The year 1904 in radio involved some significant events.

==Events==
- 7 January (with effect from 1 February) - The Marconi Company establishes "CQD" as one of the first international maritime radio distress signals.
- 24 May - The United States Patent Office awards Marconi a patent for a "Wireless signaling system".
- 11 October - Brazilian priest and researcher Roberto Landell de Moura is awarded a patent by the United States Patent Office for a "Wave-transmitter".
- 16 November - English electrical engineer John Ambrose Fleming, working for Marconi, is awarded a United States patent for the Fleming valve, the first thermionic vacuum tube, a two-electrode diode, which he calls the oscillation valve.
- First radio transmission of music, at Graz, Austria.

==Births==
- 5 January - Anona Winn, Australian-born British broadcasting personality (d. 1994)
- 15 January - Charles Hill, British physician, medical and broadcast executive, politician and "The Radio Doctor" (d. 1989)
- 23 February - William L. Shirer, American war correspondent (d. 1993)
- 8 May - John Snagge, English radio newsreader (d. 1996)

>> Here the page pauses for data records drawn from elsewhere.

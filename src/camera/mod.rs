pub mod device;
pub mod source;

pub use device::{
    CaptureDevice, DeviceConstraints, DeviceDescriptor, DeviceProvider, SyntheticDevice,
    SyntheticProvider,
};
pub use source::{CameraSource, CameraState, PermissionState};

use crate::error::CameraError;
use crate::frame::{FacingMode, Snapshot};
use async_trait::async_trait;

/// Seam between the detection session and the camera layer; mirrors the
/// transport seam so the session state machine can be exercised with test
/// doubles.
#[async_trait]
pub trait FrameSource: Send + Sync {
    async fn acquire(&self, facing: FacingMode) -> Result<(), CameraError>;

    /// None is a normal transient outcome, never an error
    async fn capture_snapshot(&self) -> Option<Snapshot>;

    async fn switch(&self) -> Result<(), CameraError>;

    /// Idempotent
    async fn release(&self);

    async fn is_ready(&self) -> bool;
}

#[async_trait]
impl FrameSource for CameraSource {
    async fn acquire(&self, facing: FacingMode) -> Result<(), CameraError> {
        CameraSource::acquire(self, facing).await
    }

    async fn capture_snapshot(&self) -> Option<Snapshot> {
        CameraSource::capture_snapshot(self).await
    }

    async fn switch(&self) -> Result<(), CameraError> {
        CameraSource::switch(self).await
    }

    async fn release(&self) {
        CameraSource::release(self).await
    }

    async fn is_ready(&self) -> bool {
        CameraSource::is_ready(self).await
    }
}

- 24 May - Sefton Delmer, German-born British propaganda radio broadcaster (d. 1979)
- 14 August - Lindley Fraser, Scottish-born academic economist and broadcaster (d. 1963)
- 27 October - Les Mitchel, American radio and film producer, director and actor (d. 1975)
- 24 November - Pegeen Fitzgerald, American radio talk-show host (both alone and with her husband, Ed) on WOR and WJZ in New York City and Norcatur, Kansas (d. 1989)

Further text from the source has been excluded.